An approach for 2D modelling of laterally loaded piles

Despite a considerable progress in the analysis and design of monopiles, many methods are based on complex mathematical structures with doubtful or hard assumptions to verify. Therefore, there is still a need for simple and yet accurate methods for the analysis of mono-piles under drained and undrained lateral cyclic loading conditions. In this work, a simple yet efficient two-dimensional modelling approach for the analysis of monopiles is proposed. To account for out-of-plane frictional forces, counter-forces derived from virtual frictional forces generated at the out-of-plane pile interface are applied along the pile length together with the scaled pile stiffness. The predictive capabilities of the proposed approach were validated by back-calculating two different experimental sets.
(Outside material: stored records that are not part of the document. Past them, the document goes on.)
// Copyright (c) 2022 Huawei Technologies Co.,Ltd. All rights reserved.
//
// sysMaster is licensed under Mulan PSL v2.
// You can use this software according to the terms and conditions of the Mulan
// PSL v2.
// You may obtain a copy of Mulan PSL v2 at:
//         http://license.coscl.org.cn/MulanPSL2
// THIS SOFTWARE IS PROVIDED ON AN "AS IS" BASIS, WITHOUT WARRANTIES OF ANY
// KIND, EITHER EXPRESS OR IMPLIED, INCLUDING BUT NOT LIMITED TO
// NON-INFRINGEMENT, MERCHANTABILITY OR FIT FOR A PARTICULAR PURPOSE.
// See the Mulan PSL v2 for more details.

//! The state shared by all the rules of one generator run.

use crate::dropin::{write_drop_in, DEFAULT_DROP_IN_PRIORITY};
use crate::error::*;
use crate::symlink::{add_symlink, Relation};
use crate::unit_file::UnitFile;
use basic::initrd_util::in_initrd;
use basic::path_util::basename;
use basic::{SYSTEMD_LIBEXEC_PATH, SYSTEM_DATA_UNIT_PATH};
use std::path::{Path, PathBuf};

/// where the generator runs
#[derive(Debug, Clone, Copy, PartialEq, Eq)]
pub enum BootEnvironment {
    /// the real root file system
    Host,
    /// the initial ram disk, the real root is mounted on /sysroot
    Initrd,
}

impl BootEnvironment {
    /// detect the boot environment of the running system
    pub fn detect() -> Self {
        if in_initrd(None) {
            BootEnvironment::Initrd
        } else {
            BootEnvironment::Host
        }
    }
}

/// Helper binaries referenced by generated units and the directory of the
/// units shipped with the distribution.
#[derive(Debug, Clone, PartialEq, Eq)]
pub struct HelperPaths {
    /// file system checker wrapper
    pub fsck: String,
    /// mkfs and mkswap wrapper
    pub makefs: String,
    /// file system growing helper
    pub growfs: String,
    /// directory of the well-known units
    pub system_unit_dir: String,
    /// where "fsck.<type>" is looked up, $PATH if None
    pub fsck_search_path: Option<String>,
}

impl Default for HelperPaths {
    fn default() -> Self {
        HelperPaths {
            fsck: format!("{}/systemd-fsck", SYSTEMD_LIBEXEC_PATH),
            makefs: format!("{}/systemd-makefs", SYSTEMD_LIBEXEC_PATH),
            growfs: format!("{}/systemd-growfs", SYSTEMD_LIBEXEC_PATH),
            system_unit_dir: SYSTEM_DATA_UNIT_PATH.to_string(),
            fsck_search_path: None,
        }
    }
}

/// Output directories a generator is invoked with.
#[derive(Debug, Clone, PartialEq, Eq)]
pub struct GeneratorArgs {
    /// name the program was invoked as
    pub program: String,
    /// normal priority output directory
    pub normal: PathBuf,
    /// early output directory, overrides everything
    pub early: PathBuf,
    /// late output directory, overridden by everything
    pub late: PathBuf,
}

impl GeneratorArgs {
    /// Parse the command line, program name included. Without any argument
    /// all output goes to /tmp.
    pub fn parse(args: &[String]) -> Result<Self> {
        let program = program_name(args.first().map(String::as_str).unwrap_or_default());

        match args.len() {
            0 | 1 => Ok(GeneratorArgs {
                program,
                normal: PathBuf::from("/tmp"),
                early: PathBuf::from("/tmp"),
                late: PathBuf::from("/tmp"),
            }),
            4 => Ok(GeneratorArgs {
                program,
                normal: PathBuf::from(&args[1]),
                early: PathBuf::from(&args[2]),
                late: PathBuf::from(&args[3]),
            }),
            _ => Err(Error::Invalid {
                what: "This program takes zero or three arguments.".to_string(),
            }),
        }
    }
}

/// the short name of the program from argv[0]
pub fn program_name(argv0: &str) -> String {
    match basename(argv0) {
        "" | "/" => "generator".to_string(),
        name => name.to_string(),
    }
}

/// Output directory, program name, boot environment and helper paths of a
/// generator run.
#[derive(Debug, Clone)]
pub struct Generator {
    dest: PathBuf,
    program: String,
    boot: BootEnvironment,
    paths: HelperPaths,
}

impl Generator {
    /// Create the context writing to `dest`, the boot environment is
    /// detected from the running system.
    pub fn new<P: Into<PathBuf>>(dest: P, program: &str) -> Self {
        Generator {
            dest: dest.into(),
            program: program.to_string(),
            boot: BootEnvironment::detect(),
            paths: HelperPaths::default(),
        }
    }

    /// override the boot environment
    pub fn with_boot(mut self, boot: BootEnvironment) -> Self {
        self.boot = boot;
        self
    }

    /// override the helper paths
    pub fn with_paths(mut self, paths: HelperPaths) -> Self {
        self.paths = paths;
        self
    }

    /// the output directory
    pub fn dest(&self) -> &Path {
        &self.dest
    }

    /// the program name written into the provenance header
    pub fn program(&self) -> &str {
        &self.program
    }

    /// the boot environment
    pub fn boot(&self) -> BootEnvironment {
        self.boot
    }

    /// the helper paths
    pub fn paths(&self) -> &HelperPaths {
        &self.paths
    }

    /// Create a new unit file in the output directory.
    pub fn open_unit_file(&self, origin: Option<&str>, name: &str) -> Result<UnitFile> {
        UnitFile::create(&self.dest, origin, name, &self.program)
    }

    /// Write a drop-in with the default priority.
    pub fn write_drop_in(&self, unit: &str, label: &str, body: &str) -> Result<PathBuf> {
        write_drop_in(
            &self.dest,
            unit,
            DEFAULT_DROP_IN_PRIORITY,
            label,
            body,
            &self.program,
        )
    }

    /// Add the dependency edge `target` -> `source`.
    pub fn add_symlink(&self, target: &str, relation: Relation, source: &str) -> Result<PathBuf> {
        add_symlink(&self.dest, target, &relation, source)
    }

    /// Path of a well-known unit shipped with the distribution.
    pub fn system_unit(&self, name: &str) -> String {
        format!("{}/{}", self.paths.system_unit_dir, name)
    }

    /// Run `f` on every record. A failed record is logged and does not stop
    /// the others, the first error is returned at the end.
    pub fn gather<T, I, F>(&self, records: I, mut f: F) -> Result<()>
    where
        I: IntoIterator<Item = T>,
        F: FnMut(&Generator, T) -> Result<()>,
    {
        let mut ret = Ok(());
        for record in records {
            if let Err(e) = f(self, record) {
                log::error!("{}", e);
                if ret.is_ok() {
                    ret = Err(e);
                }
            }
        }
        ret
    }
}

#[cfg(test)]
mod tests {
    use super::*;
    use tempfile::TempDir;

    fn args(v: &[&str]) -> Vec<String> {
        v.iter().map(|s| s.to_string()).collect()
    }

    #[test]
    fn test_generator_args() {
        let a = GeneratorArgs::parse(&args(&["/usr/lib/systemd/fstab-generator"])).unwrap();
        assert_eq!(a.program, "fstab-generator");
        assert_eq!(a.normal, PathBuf::from("/tmp"));
        assert_eq!(a.late, PathBuf::from("/tmp"));

        let a = GeneratorArgs::parse(&args(&["gen", "/run/n", "/run/e", "/run/l"])).unwrap();
        assert_eq!(a.normal, PathBuf::from("/run/n"));
        assert_eq!(a.early, PathBuf::from("/run/e"));
        assert_eq!(a.late, PathBuf::from("/run/l"));

        assert!(GeneratorArgs::parse(&args(&["gen", "/run/n"])).is_err());
        assert!(GeneratorArgs::parse(&[]).is_ok());
    }

    #[test]
    fn test_program_name() {
        assert_eq!(program_name("/usr/lib/systemd/fstab-generator"), "fstab-generator");
        assert_eq!(program_name("gen"), "gen");
        assert_eq!(program_name(""), "generator");
    }

    #[test]
    fn test_helper_paths_default() {
        let p = HelperPaths::default();
        assert_eq!(p.fsck, "/usr/lib/systemd/systemd-fsck");
        assert_eq!(p.makefs, "/usr/lib/systemd/systemd-makefs");
        assert_eq!(p.growfs, "/usr/lib/systemd/systemd-growfs");
        assert_eq!(p.system_unit_dir, "/usr/lib/systemd/system");
    }

    #[test]
    fn test_generator() {
        let dir = TempDir::new().unwrap();
        let g = Generator::new(dir.path(), "test-generator").with_boot(BootEnvironment::Initrd);
        assert_eq!(g.boot(), BootEnvironment::Initrd);
        assert_eq!(g.dest(), dir.path());
        assert_eq!(
            g.system_unit("local-fs.target"),
            "/usr/lib/systemd/system/local-fs.target"
        );

        let unit = g.open_unit_file(None, "a.service").unwrap();
        unit.commit().unwrap();
        assert!(g.open_unit_file(Some("/etc/fstab"), "a.service").is_err());
    }

    #[test]
    fn test_boot_environment_env() {
        let dir = TempDir::new().unwrap();
        let env = basic::initrd_util::IN_INITRD_ENV;

        std::env::set_var(env, "yes");
        assert_eq!(Generator::new(dir.path(), "t").boot(), BootEnvironment::Initrd);
        std::env::set_var(env, "0");
        assert_eq!(Generator::new(dir.path(), "t").boot(), BootEnvironment::Host);

        std::env::remove_var(env);
        let detected = BootEnvironment::detect();
        std::env::set_var(env, "garbage");
        assert_eq!(Generator::new(dir.path(), "t").boot(), detected);
        std::env::remove_var(env);
    }

    #[test]
    fn test_gather() {
        let dir = TempDir::new().unwrap();
        let g = Generator::new(dir.path(), "test");
        let mut seen = Vec::new();
        let r = g.gather(["a", "", "b", ""], |g, name| {
            seen.push(name);
            g.open_unit_file(None, &format!("{}.service", name))?.commit()?;
            Ok(())
        });

        assert_eq!(seen, vec!["a", "", "b", ""]);
        assert!(dir.path().join("a.service").exists());
        assert!(dir.path().join("b.service").exists());
        /* the second ".service" is the only failure */
        assert!(matches!(r, Err(Error::Conflict { .. })));
    }
}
The first consists of a small-scale field monopile test on a coarse-grained soil subjected to lateral cyclic loading under drained conditions. The second is a centrifuge test involving a fine-grained soil subjected to lateral cyclic loading under practically undrained conditions. Simulation results with the proposed approach suggest an accurate prediction of pile displacements and bending moments under both drained and undrained lateral cyclic conditions. The method is, however, unable to reproduce pore water pressures generated behind the pile in low permeability materials.(c) 2022 Production and hosting by Elsevier B.V. on behalf of The Japanese Geotechnical Society. This is an open access article under the CC BY-NC-ND license (http://creativecommons.org/licenses/by-nc-nd/4.0/).

Automated summary

Despite progress in monopile analysis and design, many existing methods rely on complex mathematical structures and uncertain assumptions. This study proposes a simple yet efficient two-dimensional modeling approach for monopile analysis under drained and undrained lateral cyclic loading conditions. The approach accurately predicts pile displacements and bending moments, but fails to reproduce pore water pressures in low permeability materials.